Sean McDermott didn't foster much goodwill after his team's loss to the New England Patriots on Monday night.
The Bills head coach first tried to downplay Bill Belichick's role in the Patriots' 14-10 victory, an odd move after Belichick's team defeated Buffalo despite attempting the fewest passes in an NFL game since the 1970s.
McDermott's comments about Belichick weren't what rubbed Isaiah McKenzie the wrong way, however. The Bills wide receiver/return specialist was inactive for Monday's night's game, and when asked about the team's decision not to have McKenzie on the active roster, McDermott suggested he didn't trust his return man to handle punts and kicks with strong winds in the forecast.
"The same reason they turned it over on their punt return team -- I didn’t want to do that," McDermott said, referencing N'Keal Harry's muffed punt that led to Buffalo's lone touchdown.
"I wanted to put a guy back there that I trusted and was going to make good decisions with the ball."
When McKenzie was made aware of McDermott's comments late Monday night, he wasn't too happy.
McDermott didn't mention McKenzie or fellow return man Marquez Stevenson by name, so this wasn't a direct call-out. But considering McKenzie and Stevenson fumbled punts in back-to-back games leading up to Week 13, the implication was clear: McDermott doesn't trust his punt returners.
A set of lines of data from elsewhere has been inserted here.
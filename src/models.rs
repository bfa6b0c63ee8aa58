use serde::{Deserialize, Serialize};
use std::collections::BTreeMap;

use crate::lexicon::TermCounts;

/// A Reddit thread as delivered by the fetch layer. Immutable input; the
/// engine only reads it and emits annotated copies.
#[derive(Debug, Clone, Serialize, Deserialize)]
pub struct Thread {
    #[serde(default)]
    pub id: String,
    pub title: String,
    pub selftext: String,
    pub score: i64,
    #[serde(default)]
    pub num_comments: Option<i64>,
    #[serde(default)]
    pub created: Option<String>,
    #[serde(default)]
    pub url: String,
}

/// Polarity tuple from the lexicon scorer. `compound` is in [-1, 1];
/// `pos`/`neu`/`neg` are proportions in [0, 1].
#[derive(Debug, Clone, Copy, Default, PartialEq, Serialize, Deserialize)]
pub struct PolarityScores {
    pub compound: f64,
    pub pos: f64,
    pub neu: f64,
    pub neg: f64,
}

/// Sentiment record for one (thread, course code) pair.
#[derive(Debug, Clone, PartialEq, Serialize)]
pub struct CourseMention {
    pub code: String,
    pub department: String,
    pub compound: f64,
    pub pos: f64,
    pub neu: f64,
    pub neg: f64,
    pub mentions: usize,
    pub bird_terms: TermCounts,
    pub title_mention: bool,
}

/// A thread annotated with overall sentiment and per-course mention records.
#[derive(Debug, Clone, Serialize)]
pub struct ThreadAnalysis {
    #[serde(flatten)]
    pub thread: Thread,
    pub sentiment: PolarityScores,
    pub courses: Vec<CourseMention>,
}

/// Lightweight reference back to a supporting thread.
#[derive(Debug, Clone, Serialize)]
pub struct ThreadRef {
    pub id: String,
    pub title: String,
    pub url: String,
    pub score: i64,
    pub sentiment: f64,
    pub title_mention: bool,
}

/// One course across the whole corpus. Accumulated additively during the
/// fold phase, finalized once, then sorted by `bird_score` descending.
#[derive(Debug, Clone, Serialize)]
pub struct CourseAggregate {
    pub code: String,
    pub department: String,
    pub mentions: usize,
    pub score: i64,
    pub compound: f64,
    pub pos: f64,
    pub neu: f64,
    pub neg: f64,
    pub bird_terms: TermCounts,
    pub bird_score: f64,
    pub bird_term_score: f64,
    pub title_bonus: f64,
    pub dept_adjustment: f64,
    pub comment_factor: f64,
    pub level_adjustment: f64,
    pub threads: Vec<ThreadRef>,
    #[serde(skip)]
    pub comment_total: i64,
}

impl CourseAggregate {
    pub fn new(code: &str, department: &str) -> Self {
        CourseAggregate {
            code: code.to_string(),
            department: department.to_string(),
            mentions: 0,
            score: 0,
            compound: 0.0,
            pos: 0.0,
            neu: 0.0,
            neg: 0.0,
            bird_terms: TermCounts::default(),
            bird_score: 0.0,
            bird_term_score: 0.0,
            title_bonus: 0.0,
            dept_adjustment: 0.0,
            comment_factor: 0.0,
            level_adjustment: 0.0,
            threads: Vec::new(),
            comment_total: 0,
        }
    }
}

/// Discussion-topic mention counters for the course-detail report.
#[derive(Debug, Clone, Default, Serialize)]
pub struct DiscussionTopics {
    pub difficulty: u32,
    pub workload: u32,
    pub bird_course: u32,
    pub content: u32,
    pub structure: u32,
    pub grading: u32,
}

#[derive(Debug, Clone, Default, Serialize)]
pub struct ExamMentions {
    pub midterm: u32,
    #[serde(rename = "final")]
    pub final_exam: u32,
    pub total: u32,
    pub weight_mentioned: bool,
    pub difficulty_mentioned: bool,
}

#[derive(Debug, Clone, Default, Serialize)]
pub struct AssignmentMentions {
    pub count: u32,
    pub papers: u32,
    pub total: u32,
    pub weight_mentioned: bool,
    pub difficulty_mentioned: bool,
}

#[derive(Debug, Clone, Default, Serialize)]
pub struct AssessmentMentions {
    pub quizzes: u32,
    pub labs: u32,
    pub attendance: u32,
    pub participation: u32,
    pub presentations: u32,
    pub projects: u32,
    pub group_work: u32,
}

#[derive(Debug, Clone, Default, Serialize)]
pub struct CourseComponents {
    pub exams: ExamMentions,
    pub assignments: AssignmentMentions,
    pub assessments: AssessmentMentions,
}

#[derive(Debug, Clone, Default, Serialize)]
pub struct SentimentSummary {
    pub positive_aspects: BTreeMap<String, u32>,
    pub negative_aspects: BTreeMap<String, u32>,
    pub overall_sentiment: f64,
    pub compound: f64,
    pub pos: f64,
    pub neu: f64,
    pub neg: f64,
    pub bird_terms: TermCounts,
}

#[derive(Debug, Clone, Serialize)]
pub struct ContextClues {
    pub terms: Vec<(String, u32)>,
    pub year_level_appropriate: bool,
    pub pre_requisites_mentioned: bool,
}

impl Default for ContextClues {
    fn default() -> Self {
        ContextClues {
            terms: Vec::new(),
            year_level_appropriate: true,
            pre_requisites_mentioned: false,
        }
    }
}

/// Detailed single-course report built from a pre-filtered thread subset.
/// Uses its own scoring profile; never mixed with `CourseAggregate`.
#[derive(Debug, Clone, Serialize)]
pub struct CourseDetails {
    pub code: String,
    pub department: String,
    pub specific_mentions: usize,
    pub avg_thread_score: f64,
    pub recent_mentions: usize,
    pub oldest_thread_date: Option<String>,
    pub newest_thread_date: Option<String>,
    pub is_online_available: bool,
    pub bird_score: f64,
    pub topics: DiscussionTopics,
    pub components: CourseComponents,
    pub sentiment: SentimentSummary,
    pub context: ContextClues,
    pub bird_term_score: f64,
    pub dept_adjustment: f64,
    pub comment_factor: f64,
    pub level_adjustment: f64,
    pub topic_adjustment: f64,
    pub assessment_penalty: f64,
    pub failure_penalty: f64,
    pub title_sentiment_penalty: f64,
    pub threads: Vec<ThreadRef>,
}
While McDermott obviously isn't the first head coach to hold his players accountable for their mistakes, McKenzie probably wishes his boss made those comments to him privately instead of airing him out publicly.
Still, McKenzie's reaction was tame compared to those of Buffalo safeties Jordan Poyer and Micah Hyde, who took serious issue with a reporter asking them if they were "embarrassed" by their defense allowing 222 rushing yards on 46 carries.